L’vov在他1970年左右的“原子吸收光谱学”（有英文版，俄文版，没有翻译成中文）还有Inger的“光谱化学分析”中对这些进行了详尽的讨论。这些原理同样可以运用于石墨炉分析。
关于石墨炉分析中的噪声，很少有人全面分析。对于火焰原子吸收的噪声来源，考虑到火焰本身的透射特性，通常把元素分析波长进行分类。
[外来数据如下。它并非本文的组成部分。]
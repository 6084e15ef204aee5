//! Exponential backoff for saga actions.

use std::time::Duration;

use crate::config::RetryConfig;

/// Stateless policy: computes the delay before a given retry.
#[derive(Debug, Clone, Default)]
pub struct RetryPolicy {
    pub config: RetryConfig,
}

impl RetryPolicy {
    pub fn new(config: RetryConfig) -> Self {
        Self { config }
    }

    /// A policy that never retries.
    pub fn none() -> Self {
        Self::new(RetryConfig {
            max_retries: 0,
            ..RetryConfig::default()
        })
    }

    /// Delay before the `attempt`-th retry (1-based), or `None` once retries are exhausted.
    pub fn next_delay(&self, attempt: u32) -> Option<Duration> {
        if attempt == 0 || attempt > self.config.max_retries {
            return None;
        }
        let base_ms =
            self.config.initial_backoff_ms as f64 * self.config.multiplier.powi((attempt - 1) as i32);
        let capped = base_ms.min(self.config.max_backoff_ms as f64);
        Some(Duration::from_millis(capped as u64))
    }
}
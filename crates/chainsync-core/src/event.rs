//! Domain events emitted by the network aggregate.
//!
//! These are the only signals the saga router reacts to. `Cleared` is
//! published on the bus but never written to the event store.

use serde::{Deserialize, Serialize};

use crate::types::Block;

/// A network-level domain event.
#[derive(Debug, Clone, PartialEq, Eq, Serialize, Deserialize)]
#[serde(tag = "type", rename_all = "snake_case")]
pub enum NetworkEvent {
    /// The network resumes after `height` (`None` = before genesis).
    Initialized {
        request_id: String,
        height: Option<u64>,
    },
    /// A contiguous run of blocks was appended.
    BlocksAdded {
        request_id: String,
        blocks: Vec<Block>,
    },
    /// History above `height` was discarded; `blocks` are the dropped blocks, newest first.
    Reorganized {
        request_id: String,
        height: Option<u64>,
        blocks: Vec<Block>,
    },
    /// All durable state was wiped by an operator-confirmed reset.
    Cleared { request_id: String },
}

impl NetworkEvent {
    /// Stable name used as the stored `event_type`.
    pub fn kind(&self) -> &'static str {
        match self {
            Self::Initialized { .. } => "initialized",
            Self::BlocksAdded { .. } => "blocks_added",
            Self::Reorganized { .. } => "reorganized",
            Self::Cleared { .. } => "cleared",
        }
    }

    pub fn request_id(&self) -> &str {
        match self {
            Self::Initialized { request_id, .. }
            | Self::BlocksAdded { request_id, .. }
            | Self::Reorganized { request_id, .. }
            | Self::Cleared { request_id } => request_id,
        }
    }

    /// The network height after this event is applied.
    pub fn block_height(&self) -> Option<u64> {
        match self {
            Self::Initialized { height, .. } | Self::Reorganized { height, .. } => *height,
            Self::BlocksAdded { blocks, .. } => blocks.last().map(|b| b.number),
            Self::Cleared { .. } => None,
        }
    }
}

impl std::fmt::Display for NetworkEvent {
    fn fmt(&self, f: &mut std::fmt::Formatter<'_>) -> std::fmt::Result {
        match self.block_height() {
            Some(h) => write!(f, "{}@{h}", self.kind()),
            None => write!(f, "{}", self.kind()),
        }
    }
}

#[cfg(test)]
mod tests {
    use super::*;

    #[test]
    fn blocks_added_height_is_last_block() {
        let ev = NetworkEvent::BlocksAdded {
            request_id: "r".into(),
            blocks: vec![Block::new(4, "0x4", "0x3"), Block::new(5, "0x5", "0x4")],
        };
        assert_eq!(ev.block_height(), Some(5));
        assert_eq!(ev.kind(), "blocks_added");
        assert_eq!(ev.to_string(), "blocks_added@5");
    }

    #[test]
    fn tagged_serialization() {
        let ev = NetworkEvent::Initialized {
            request_id: "r".into(),
            height: None,
        };
        let json = serde_json::to_value(&ev).unwrap();
        assert_eq!(json["type"], "initialized");
        assert!(json["height"].is_null());
        let back: NetworkEvent = serde_json::from_value(json).unwrap();
        assert_eq!(back, ev);
    }
}
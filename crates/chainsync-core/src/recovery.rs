//! Reorg recovery — bring the network and every read model back into
//! agreement at one height after a fork signal.
//!
//! Procedure:
//! 1. The network runs its own backward walk, seeded with its current height.
//! 2. The network's height *after* the walk is the rollback target; the walk
//!    may have gone deeper than the height where the fork was noticed.
//! 3. One store operation truncates every read model above the target and
//!    commits the network's `Reorganized` event.
//! 4. The `Reorganized` event is published so the router can rewind the pipeline.
//!    Model snapshots above the target go with the truncated events.
//!
//! Read-model instances are never passed in: whatever was in memory may
//! reflect invalid blocks, so the next unit of work rehydrates from scratch.
//! Running recovery again recomputes the target from the store, so repeated
//! invocations converge on the same height.

use std::sync::Arc;

use crate::bus::EventBus;
use crate::error::SyncError;
use crate::network::{Network, NetworkCommit};
use crate::rehydrate::Rehydrator;
use crate::source::BlockSource;
use crate::store::EventStore;
use crate::types::fmt_height;

pub struct ReorgRecovery {
    rehydrator: Rehydrator,
    store: Arc<dyn EventStore>,
    source: Arc<dyn BlockSource>,
    bus: EventBus,
}

impl ReorgRecovery {
    pub fn new(
        rehydrator: Rehydrator,
        store: Arc<dyn EventStore>,
        source: Arc<dyn BlockSource>,
        bus: EventBus,
    ) -> Self {
        Self {
            rehydrator,
            store,
            source,
            bus,
        }
    }

    /// Rehydrate the network and recover from its durable state.
    pub async fn recover(&self, request_id: &str) -> Result<Option<u64>, SyncError> {
        let network = self.rehydrator.network().await?;
        self.recover_from(network, request_id).await
    }

    /// Recover starting from an already rehydrated, unmodified network.
    ///
    /// Returns the height every aggregate now agrees on.
    pub async fn recover_from(
        &self,
        mut network: Network,
        request_id: &str,
    ) -> Result<Option<u64>, SyncError> {
        let seed = network.last_block_height();
        let from = network.version();
        network
            .reorganise(request_id, seed, self.source.as_ref())
            .await?;

        let target = network.last_block_height();

        let NetworkCommit { commit, events } = network
            .take_commit()?
            .ok_or_else(|| SyncError::Other("reorganisation recorded no event".into()))?;

        let model_ids = self.rehydrator.registry().aggregate_ids().to_vec();
        self.store.rollback(&model_ids, target, vec![commit]).await?;
        self.bus.publish_all(events);

        if self.rehydrator.snapshot_due(from, network.version()) {
            match network.snapshot() {
                Ok(snapshot) => self.rehydrator.save_snapshots(vec![snapshot]).await,
                Err(e) => tracing::warn!(request_id, error = %e, "Network snapshot skipped"),
            }
        }

        tracing::info!(
            request_id,
            seed = %fmt_height(seed),
            height = %fmt_height(target),
            models = model_ids.len(),
            "Blocks successfully reorganised"
        );
        Ok(target)
    }
}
而在石墨炉分析中考虑石墨炉的背景发射，又把元素分为易熔和难熔。
在石墨炉中，背景衰减严重，被考虑为重要噪声来源。
石墨炉分析中考虑的“噪声“来源为：
1.测量方式与读出系统对精密度的影响（响应速度能否跟上快速变化的原子化信号）
2.石墨管背景辐射噪声的影响
3.分子吸收和光散射对测定精度的影响
4.样品导入精度和石墨管寿命的影响.（前者如同喷雾器精度）
5.高灵敏度元素测定时环境和样品污染对精密度的影响（如同“吸喷空白溶液”）
6.难熔元素测定时"残留"和"记忆效应"的影响
这与火焰分析有很大不同。

石墨炉分析的实验要求：（仅供参考）
实验室:墙壁要涂漆;地板要铺塑料;窗户要紧闭;室内尽少多余设备.空气要过滤,最好处于200Pa正压.
器皿:样品需加热,最好使用石英器皿;如不须加热,最好使用聚四氟乙烯器皿.尽量避免用洗液,而用1:2的硫酸,硝酸或盐酸溶液浸泡.主要应避免对样品中待测物的沾污和吸附.
操作步骤应尽量减少，使用器皿越少越好。制备常见元素标准溶液对不同元素要专用，甚至同一元素，不同浓度范围也要固定专用。
样品:一般用硝酸溶解,在标准溶液和样品溶液中酸浓度控制在0.1mol/L以下.因为硫酸会腐蚀石墨管,盐酸则经常引起分子吸收(Sr和V例外).高氯酸使石墨管寿命严重降低,并且抑制吸收信号.